Nokia Announces New Smartphone Plans For 2016

Nokia's Android powered tablet, the Nokia N1 (image: Nokia.com) Nokia's Android powered tablet, the Nokia N1 (image: Nokia.com)

Nokia CEO Rajeev Suri has announced the Finnish company's intention to return to the smartphone market in 2016. Speaking to Manager Magazin in Germany, the 47-year-old executive noted that Nokia could design the new handsets and then licence the designs and Nokia name to as yet un-named partners. Georgina Prodhan for Reuters:

"We will look for suitable partners," Rajeev Suri said in an interview published on Thursday. "Microsoft makes mobile phones. We would simply design them and then make the brand name available to license."

The timing and the nature of the return of the former number one mobile phone manufacturer (…in the world) should come as no surprise to anyone paying attention to the details either the sale of Nokia's devices and services business to Microsoft or the release last year of the Nokia N1 tablet.

Nokia's Android-powered tablet was announced at the Slush conference in November 2014, and demonstrated Nokia's new retail model for hardware. The design was Nokia's own, and while it shipped with Android 5.0 Lollipop and support for Google Play, it was given a Finnish flavor through Nokia's 'Z Launcher' software.  Foxconn obtained the licence for the tablet's manufacturing, selling, shipping, and support.

A leaner Nokia had returned to the hardware market without the tricky issue of rebuilding a support network for the hardware, and Foxconn could make use of its own manufacturing knowledge and networks to ship the N1.

While there are no details on who would be the licence of the next Nokia smartphone (or acknowledgement that Nokia will in fact release such a handset), it makes sense for Suri and Nokia to adopt the same business model for any new handset.

The timing should not be a surprise either.

Microsoft's purchase of the division granted it a number of IP marks (including the Lumia name), and a licence to use the Nokia name on smartphones and features for a number of years. The naming licence included a shorter period of exclusivity use - Nokia smartphones would be exclusively under the Microsoft banner for eighteen months.

That period will be up during 2016, and it sounds like Nokia is not going to waste any time in returning the powerful brand name back to the consumer smartphone market.

Now comes the obvious question of which operating system any new Nokia hardware will use. The phone does need to be a smartphone, the naming rights take care of that, and that leaves very few choices for the handset.

I doubt that Nokia would seriously look at BlackBerry's BB10 OS (and BlackBerry look to be slowly moving away from its own platform) and iOS is not available. Returning with a Windows 10 handset would be akin to Orpheus looking back in haste.

There's an argument that Nokia could take on a long shot with Jolla's Sailfish OS, but I'm not sure the market conditions are right for what would be seen as an experiment. Nokia's return will focus on the consumer experience, and that means an OS that is understandable by the vast majority of the public, with strong support for apps, and the availability of modern online services and social networks.

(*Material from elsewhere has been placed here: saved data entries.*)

//! REST endpoints for onboarding sessions, the catalog and hydration.

use std::sync::Arc;

use axum::extract::{Path, Query, State};
use axum::http::{HeaderMap, StatusCode};
use axum::response::{IntoResponse, Response};
use axum::routing::{delete, get, post, put};
use axum::{Json, Router};
use chrono::{NaiveDate, NaiveTime, Utc};
use serde::{Deserialize, Serialize};
use tracing::{debug, error};
use uuid::Uuid;

use crate::catalog::{Catalog, SportCategory};
use crate::error::{Error, FlowError, SessionError};
use crate::hydration::{DrinkKind, HydrationDay, HydrationLog, HydrationSummary, Intake};

use super::calculators::{self, personalized_hydration_goal_ml};
use super::flow::Locale;
use super::navigator::{CalculatorSettings, SessionView};
use super::persistence::SaveOutcome;
use super::response::Response as StepResponse;
use super::sessions::SessionRegistry;
use super::state::OnboardingState;

/// Header carrying the authenticated user id, set by the auth proxy.
pub const USER_ID_HEADER: &str = "x-user-id";

/// Shared state for onboarding routes.
#[derive(Clone)]
pub struct OnboardingRouteState {
    pub sessions: Arc<SessionRegistry>,
    pub catalog: Arc<Catalog>,
    pub hydration: Arc<HydrationLog>,
    pub settings: CalculatorSettings,
}

/// Build the onboarding REST routes.
pub fn onboarding_routes(state: OnboardingRouteState) -> Router {
    Router::new()
        .route("/api/health", get(health))
        .route("/api/onboarding/flows", get(list_flows))
        .route("/api/onboarding/sessions", post(create_session))
        .route(
            "/api/onboarding/sessions/{id}",
            get(get_session).delete(delete_session),
        )
        .route("/api/onboarding/sessions/{id}/advance", post(advance_session))
        .route("/api/onboarding/sessions/{id}/skip", post(skip_session))
        .route("/api/onboarding/sessions/{id}/complete", post(complete_session))
        .route("/api/catalog/sports", get(list_sports))
        .route("/api/catalog/packs", get(list_packs))
        .route("/api/hydration/goal", get(hydration_goal))
        .route("/api/hydration/day", get(get_hydration_day))
        .route("/api/hydration/day/goal", put(set_hydration_goal))
        .route("/api/hydration/day/intakes", post(add_intake))
        .route("/api/hydration/day/intakes/last", delete(remove_last_intake))
        .with_state(state)
}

Nokia's Chief Executive Rajeev Suri addresses a press conference at the Nokia head offices in Espoo, Finland (MARKKU ULANDER/AFP/Getty Images)

It's back to the obvious choice of Android. Nokia has previously worked on its own Android fork, but that code and the hardware that used it (the Nokia X family) was sold to Microsoft. In theory there could be another fork front he Android Open Source Project, but with the N1 using Google's flavor of Android and using the Google Play store, I'm expecting to see the Nokia smartphone using a Google Play compatible version of Android with the Z Launcher software making a prominent appearance.

In the week that saw Microsoft demote its mobile hardware team through an internal reorganisation, the news that Nokia is definitely coming back will be welcomed by many industry watchers. The game of 'what if' over an earlier adoption of Android in 2010 or 2011 will continue. Nevertheless Nokia has adapted itself to the current smartphone climate, has minimised the risk involved in the return, and is far more nimble and agile than it was when it worked alongside Redmond.

Hurry up, 2016, I want to see what the Finns have been working on.